(Stored data)
=== Section Start ===
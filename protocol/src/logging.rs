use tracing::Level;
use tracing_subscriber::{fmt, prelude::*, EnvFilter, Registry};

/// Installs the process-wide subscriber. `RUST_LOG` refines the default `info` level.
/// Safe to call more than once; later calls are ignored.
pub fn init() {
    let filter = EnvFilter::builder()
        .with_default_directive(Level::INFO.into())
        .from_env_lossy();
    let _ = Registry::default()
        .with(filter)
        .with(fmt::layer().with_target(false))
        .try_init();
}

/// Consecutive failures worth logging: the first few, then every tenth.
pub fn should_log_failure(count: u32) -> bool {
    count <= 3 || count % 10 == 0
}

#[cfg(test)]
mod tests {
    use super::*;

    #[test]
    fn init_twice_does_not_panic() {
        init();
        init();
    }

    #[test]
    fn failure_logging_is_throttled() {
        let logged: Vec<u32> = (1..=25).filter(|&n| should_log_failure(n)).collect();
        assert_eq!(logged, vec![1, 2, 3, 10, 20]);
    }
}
=== Section End ===
=== Section Start ===
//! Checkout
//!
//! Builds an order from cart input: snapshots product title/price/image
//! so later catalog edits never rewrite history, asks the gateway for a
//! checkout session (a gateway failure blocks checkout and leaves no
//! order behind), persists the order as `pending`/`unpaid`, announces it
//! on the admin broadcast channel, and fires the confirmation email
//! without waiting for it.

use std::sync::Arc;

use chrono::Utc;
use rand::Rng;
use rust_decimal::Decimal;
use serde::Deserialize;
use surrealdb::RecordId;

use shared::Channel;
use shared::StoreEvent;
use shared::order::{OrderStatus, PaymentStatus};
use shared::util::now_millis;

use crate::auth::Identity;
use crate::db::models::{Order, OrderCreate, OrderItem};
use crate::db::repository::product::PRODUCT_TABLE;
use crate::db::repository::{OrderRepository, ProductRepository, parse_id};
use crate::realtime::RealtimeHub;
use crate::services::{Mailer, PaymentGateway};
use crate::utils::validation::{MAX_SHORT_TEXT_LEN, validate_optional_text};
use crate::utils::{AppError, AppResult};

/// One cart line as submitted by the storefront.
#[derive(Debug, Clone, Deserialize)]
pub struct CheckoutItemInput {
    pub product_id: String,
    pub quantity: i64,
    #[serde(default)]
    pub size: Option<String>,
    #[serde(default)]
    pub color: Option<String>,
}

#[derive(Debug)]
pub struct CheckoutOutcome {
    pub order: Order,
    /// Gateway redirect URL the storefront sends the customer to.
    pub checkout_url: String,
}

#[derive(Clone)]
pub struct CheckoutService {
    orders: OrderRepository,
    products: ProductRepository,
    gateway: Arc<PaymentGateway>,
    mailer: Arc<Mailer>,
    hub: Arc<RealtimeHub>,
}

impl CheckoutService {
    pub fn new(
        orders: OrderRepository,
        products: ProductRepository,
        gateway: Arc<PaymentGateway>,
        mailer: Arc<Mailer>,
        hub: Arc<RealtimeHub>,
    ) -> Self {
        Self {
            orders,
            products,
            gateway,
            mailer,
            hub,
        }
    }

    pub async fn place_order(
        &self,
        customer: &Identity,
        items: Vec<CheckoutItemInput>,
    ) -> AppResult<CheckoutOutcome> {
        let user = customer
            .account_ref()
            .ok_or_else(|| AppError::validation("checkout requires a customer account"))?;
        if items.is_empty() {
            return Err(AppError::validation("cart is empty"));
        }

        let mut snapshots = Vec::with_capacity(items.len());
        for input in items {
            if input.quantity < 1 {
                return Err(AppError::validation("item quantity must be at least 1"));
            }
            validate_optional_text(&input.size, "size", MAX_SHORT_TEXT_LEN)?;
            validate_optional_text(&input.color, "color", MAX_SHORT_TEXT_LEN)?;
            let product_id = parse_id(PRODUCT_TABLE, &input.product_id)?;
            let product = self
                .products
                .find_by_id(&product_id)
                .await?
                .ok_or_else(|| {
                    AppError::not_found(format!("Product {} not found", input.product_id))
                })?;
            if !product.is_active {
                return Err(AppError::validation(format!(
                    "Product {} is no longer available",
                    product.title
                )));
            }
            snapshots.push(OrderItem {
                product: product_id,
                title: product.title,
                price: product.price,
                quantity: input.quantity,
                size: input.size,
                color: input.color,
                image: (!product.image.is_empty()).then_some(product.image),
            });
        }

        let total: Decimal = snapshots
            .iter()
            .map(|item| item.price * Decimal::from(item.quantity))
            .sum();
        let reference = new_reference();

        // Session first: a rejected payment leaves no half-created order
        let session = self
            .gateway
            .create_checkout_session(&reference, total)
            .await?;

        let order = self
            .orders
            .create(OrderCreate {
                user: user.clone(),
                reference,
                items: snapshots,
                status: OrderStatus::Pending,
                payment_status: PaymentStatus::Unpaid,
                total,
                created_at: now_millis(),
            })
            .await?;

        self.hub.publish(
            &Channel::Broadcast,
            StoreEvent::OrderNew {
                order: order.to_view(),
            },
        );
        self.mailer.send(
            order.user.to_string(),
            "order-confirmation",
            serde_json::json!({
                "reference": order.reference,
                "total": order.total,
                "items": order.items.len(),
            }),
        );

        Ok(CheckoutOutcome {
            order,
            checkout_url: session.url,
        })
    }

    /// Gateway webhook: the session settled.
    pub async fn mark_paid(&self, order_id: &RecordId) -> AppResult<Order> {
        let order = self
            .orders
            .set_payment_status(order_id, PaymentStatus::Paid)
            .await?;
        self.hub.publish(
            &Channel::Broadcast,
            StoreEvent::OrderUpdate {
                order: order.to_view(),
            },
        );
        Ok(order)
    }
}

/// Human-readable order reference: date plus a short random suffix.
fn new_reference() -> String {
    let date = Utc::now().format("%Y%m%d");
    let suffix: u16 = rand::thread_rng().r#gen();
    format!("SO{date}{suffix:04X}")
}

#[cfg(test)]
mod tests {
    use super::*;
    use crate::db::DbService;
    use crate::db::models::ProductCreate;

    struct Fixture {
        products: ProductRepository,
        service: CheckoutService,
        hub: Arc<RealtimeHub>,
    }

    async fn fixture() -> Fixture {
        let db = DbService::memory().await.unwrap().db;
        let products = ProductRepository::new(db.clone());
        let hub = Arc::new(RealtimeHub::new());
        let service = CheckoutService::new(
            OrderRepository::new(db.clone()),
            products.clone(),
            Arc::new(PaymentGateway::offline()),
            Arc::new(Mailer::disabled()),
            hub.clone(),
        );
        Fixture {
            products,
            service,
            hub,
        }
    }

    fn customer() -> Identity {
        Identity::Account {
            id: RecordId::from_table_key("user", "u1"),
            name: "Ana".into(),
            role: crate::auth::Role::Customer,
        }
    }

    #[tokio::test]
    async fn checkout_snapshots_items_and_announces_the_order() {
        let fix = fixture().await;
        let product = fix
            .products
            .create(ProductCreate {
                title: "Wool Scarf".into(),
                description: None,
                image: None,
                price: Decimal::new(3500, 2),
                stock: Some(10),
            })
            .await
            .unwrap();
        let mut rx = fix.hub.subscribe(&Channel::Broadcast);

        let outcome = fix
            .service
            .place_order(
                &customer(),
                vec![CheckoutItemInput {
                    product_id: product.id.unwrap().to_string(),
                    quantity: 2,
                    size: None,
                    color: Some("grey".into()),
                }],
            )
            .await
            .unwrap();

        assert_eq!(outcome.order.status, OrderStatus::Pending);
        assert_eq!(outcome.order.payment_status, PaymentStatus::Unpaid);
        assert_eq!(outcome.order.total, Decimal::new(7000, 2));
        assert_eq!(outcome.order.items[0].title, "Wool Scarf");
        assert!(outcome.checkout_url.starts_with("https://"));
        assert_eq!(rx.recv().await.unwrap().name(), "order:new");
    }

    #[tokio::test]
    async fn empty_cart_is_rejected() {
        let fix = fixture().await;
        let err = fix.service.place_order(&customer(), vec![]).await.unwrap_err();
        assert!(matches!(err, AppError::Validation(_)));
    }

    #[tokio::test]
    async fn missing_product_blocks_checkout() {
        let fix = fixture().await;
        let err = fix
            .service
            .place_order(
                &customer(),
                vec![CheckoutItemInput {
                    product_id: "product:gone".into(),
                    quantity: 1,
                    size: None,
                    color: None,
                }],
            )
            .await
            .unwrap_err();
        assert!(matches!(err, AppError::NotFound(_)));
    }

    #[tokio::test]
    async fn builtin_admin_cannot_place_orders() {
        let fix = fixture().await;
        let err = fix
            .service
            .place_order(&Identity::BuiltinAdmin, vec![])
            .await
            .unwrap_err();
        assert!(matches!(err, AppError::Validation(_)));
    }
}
=== Section End ===
=== Section Start ===
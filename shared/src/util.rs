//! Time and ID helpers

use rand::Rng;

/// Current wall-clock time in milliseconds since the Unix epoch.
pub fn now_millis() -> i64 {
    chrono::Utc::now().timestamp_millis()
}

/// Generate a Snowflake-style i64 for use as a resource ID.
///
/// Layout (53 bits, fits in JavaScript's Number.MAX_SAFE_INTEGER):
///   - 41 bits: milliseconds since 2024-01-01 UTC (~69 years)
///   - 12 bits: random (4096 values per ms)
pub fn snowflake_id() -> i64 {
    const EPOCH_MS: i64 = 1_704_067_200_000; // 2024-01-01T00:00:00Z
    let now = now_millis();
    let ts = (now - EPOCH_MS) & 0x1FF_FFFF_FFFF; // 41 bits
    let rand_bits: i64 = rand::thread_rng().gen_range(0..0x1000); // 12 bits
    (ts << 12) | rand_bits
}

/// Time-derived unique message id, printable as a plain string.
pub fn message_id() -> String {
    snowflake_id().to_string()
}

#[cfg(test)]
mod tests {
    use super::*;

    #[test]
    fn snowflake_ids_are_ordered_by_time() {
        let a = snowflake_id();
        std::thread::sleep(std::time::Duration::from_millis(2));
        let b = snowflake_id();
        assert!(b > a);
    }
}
=== Section End ===
PROBLEM TO SOLVE: The total, and nothing more: how many lines in the entries contain "first"?

SOLUTION TO THE EXERCISE: 2